Las astrónomas de Harvard tuvieron su particular habitación propia, que diría Virginia Woolf. Tuvieron acceso al espacio universitario así como al instrumental científico necesario para leer los cielos, y además de forma grupal (trabajaban todas juntas en una sala destinada a ellas). Se les relegó a un trabajo meramente mecánico, tenían que leer el cielo para que los astrónomos pudieran descifrarlo, pero se saltaron el guión y les adelantaron.

El trabajo de Nadia (como ejemplo del de tantas y tantas mujeres agricultoras) supone poner en acción el saber acumulado por años de experiencia comunitaria, fundamental para la sostenibilidad de la vida, la nuestra y la del planeta. Un saber con mucha ciencia implícita en su hacer que es preciso resignificar.

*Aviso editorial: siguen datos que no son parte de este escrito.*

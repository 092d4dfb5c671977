//! Error taxonomy of the control core.
//!
//! Every variant except [`CoreError::Storage`] is raised before any entity is
//! touched, so a failed call leaves the inventory unchanged. Storage failures
//! abort the mutation before the in-memory state is updated.

use thiserror::Error as ThisError;

use crate::model::HostStatus;

/// Uniform message for authorization failures, independent of the action.
pub const PERMISSION_DENIED_MESSAGE: &str = "Permission denied.";

#[derive(Debug, ThisError)]
pub enum CoreError {
    /// Malformed CIDR, address or range input.
    #[error("{0}")]
    Validation(String),
    #[error("Permission denied.")]
    PermissionDenied,
    #[error("{0} not found")]
    NotFound(String),
    #[error("Host in state {from} cannot handle event '{event}'")]
    InvalidTransition { from: HostStatus, event: String },
    /// Exclusivity or overlap violation, or a lost compare-and-set race.
    #[error("{message}")]
    Conflict { message: String, retryable: bool },
    #[error("Discovered addresses can only be recorded by network observation")]
    ForbiddenOrigin,
    #[error("Only IPv4 scanning is supported")]
    UnsupportedFamily,
    #[error("Subnet must be configured on a rack controller")]
    NoAgentAvailable,
    #[error("Storage failure")]
    Storage(#[from] sqlx::Error),
}

impl CoreError {
    pub(crate) fn validation(message: impl Into<String>) -> Self {
        Self::Validation(message.into())
    }

    pub(crate) fn conflict(message: impl Into<String>) -> Self {
        Self::Conflict {
            message: message.into(),
            retryable: false,
        }
    }

    /// A compare-and-set lost against a concurrent writer; the caller may re-read and retry.
    pub(crate) fn stale(message: impl Into<String>) -> Self {
        Self::Conflict {
            message: message.into(),
            retryable: true,
        }
    }

    /// Stable machine-readable name used in API error bodies.
    #[must_use]
    pub const fn kind(&self) -> &'static str {
        match *self {
            Self::Validation(_) => "validation_error",
            Self::PermissionDenied => "permission_denied",
            Self::NotFound(_) => "not_found",
            Self::InvalidTransition { .. } => "invalid_transition",
            Self::Conflict { .. } => "conflict",
            Self::ForbiddenOrigin => "forbidden_origin",
            Self::UnsupportedFamily => "unsupported_family",
            Self::NoAgentAvailable => "no_agent_available",
            Self::Storage(_) => "storage_error",
        }
    }
}

impl From<ipnet::AddrParseError> for CoreError {
    fn from(e: ipnet::AddrParseError) -> Self {
        Self::Validation(format!("Invalid CIDR: {e}"))
    }
}

impl From<core::net::AddrParseError> for CoreError {
    fn from(e: core::net::AddrParseError) -> Self {
        Self::Validation(format!("Invalid IP address: {e}"))
    }
}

Tanto las pioneras de la astronomía del pasado como las campesinas del presente merecen nuestro reconocimiento y valoración. Gracias a sus saberes podremos avanzar hacia una ciencia que ponga la vida en el centro.

 

 


BIBLIOGRAFÍA
– Antequera, Luz; Aparicio, Antonio; Belmonte, Juan A.; Belmonte; José Ricardo; Estéban, César; Hoskin, Michael; Rebullida, Amador (2000). Arqueoastronomía hispana. Equipo Sirius, S.A. Madrid, 2ª edición
– Bernardo, Ángela (2014). Henrietta Leavitt, la astrónoma calculadora que contaba estrellas. Blogthinkbig.com
– Delgado, Miguel A. (2016). Las calculadoras de estrellas. Editorial Planeta, S.A. Barcelona
– Delgado, Miguel A. (2015). La desconocida que reveló el Universo. Blog Mujeres con ciencia.
– Johnson, George (2009). Antes de Hubble Miss Leavitt. Antoni Bosch, editor. Barcelona
– Villanueva, Juan Pablo. Visitando a los antiguos “astrónomos” peruanos. Network for astronomy school education, CSIC.
– Sorkin (2018). ‘La ciencia que se esconde en los saberes de las mujeres‘. Guía didáctica.